Congratulations to Zifan He for receiving the 2025 AMD HACC Outstanding Researcher Award!

Congratulations to Zifan He for receiving the annual AMD Heterogeneous Accelerated Computing award.  He is a second year PhD student working on  algorithm-hardware co-design to enable efficient and high-quality inference of LLMs.  His research includes (1) Efficient Language Processing with Unlimited Context Length:  Zifan developed the Hierarchical Memory Transformer (HMT), a framework designed to improve memory efficiency in long-context scenarios. HMT segments input sequences, applies recurrent sequence compression, and retrieves compressed representations dynamically during inference.
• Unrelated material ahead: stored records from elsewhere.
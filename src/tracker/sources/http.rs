//! HTTP JSON data source
//!
//! Polls a JSON API and hands the body to the configured parser.
//! Transport failures get a short bounded retry window; HTTP error
//! statuses and parse failures surface immediately so the scheduler
//! counts one error per tick.

use std::time::Duration;

use anyhow::{anyhow, Context, Result};
use async_trait::async_trait;
use tracing::debug;

use super::{DataSource, Parser, PricePoint};

const FETCH_ATTEMPTS: u32 = 3;
const RETRY_DELAY: Duration = Duration::from_millis(250);

pub struct JsonApiSource {
    url: String,
    interval: Duration,
    fetch_timeout: Duration,
    client: reqwest::Client,
    parser: Box<dyn Parser>,
}

impl std::fmt::Debug for JsonApiSource {
    fn fmt(&self, f: &mut std::fmt::Formatter<'_>) -> std::fmt::Result {
        f.debug_struct("JsonApiSource")
            .field("url", &self.url)
            .field("interval", &self.interval)
            .field("fetch_timeout", &self.fetch_timeout)
            .finish()
    }
}

impl JsonApiSource {
    pub fn new(
        url: impl Into<String>,
        interval: Duration,
        fetch_timeout: Duration,
        parser: Box<dyn Parser>,
    ) -> Result<Self> {
        let client = reqwest::Client::builder()
            .timeout(fetch_timeout)
            .build()
            .context("creating HTTP client")?;

        Ok(JsonApiSource {
            url: url.into(),
            interval,
            fetch_timeout,
            client,
            parser,
        })
    }

    async fn fetch_with_retry(&self) -> Result<Vec<u8>> {
        let mut attempt = 1;
        let response = loop {
            match self.client.get(&self.url).send().await {
                Ok(response) => break response,
                Err(e) if attempt < FETCH_ATTEMPTS => {
                    debug!(url = %self.url, attempt, error = %e, "request failed, retrying");
                    attempt += 1;
                    tokio::time::sleep(RETRY_DELAY).await;
                }
                Err(e) => return Err(e).with_context(|| format!("requesting {}", self.url)),
            }
        };

        let response = response
            .error_for_status()
            .with_context(|| format!("requesting {}", self.url))?;
        let body = response.bytes().await.context("reading response body")?;
        Ok(body.to_vec())
    }
}

#[async_trait]
impl DataSource for JsonApiSource {
    async fn get(&self) -> Result<PricePoint> {
        // The whole retry window is bounded by the fetch timeout.
        let body = tokio::time::timeout(self.fetch_timeout, self.fetch_with_retry())
            .await
            .map_err(|_| {
                anyhow!(
                    "fetching {} exceeded the {:?} budget",
                    self.url,
                    self.fetch_timeout
                )
            })??;
        self.parser.parse(&body)
    }

    fn interval(&self) -> Duration {
        self.interval
    }

    fn source(&self) -> &str {
        &self.url
    }
}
This plug-and-play framework achieves similar or better generation quality than existing long-context models while using 2-57x fewer parameters and 2.5-116x less memory during inference. These advantages make HMT especially well-suited for FPGA-based acceleration due to its reduced off-chip memory demands and efficient data movement patterns;  (2) Novel Inference Accelerator Design: Recognizing that FPGAs offer more flexible and distributed on-chip memory, Zifan developed the Inter-Task Auto-Reconfigurable (InTAR) accelerator. This design enables resource repurposing of tasks under a static schedule, optimizing the trade-off between computation and memory access. Experiments on transformer models such as GPT-2 show that InTAR achieves speedups of 3.65- 39.14x, computational efficiency gains of 1.72-10.44x over prior FPGA accelerators, and 1.66-7.17x better power efficiency compared to GPUs. With 3 papers published at top-tier conferences in NLP/ML and FPGA design, Zifan has made impressive contributions that improve both computational efficiency and model performance in LLM inference.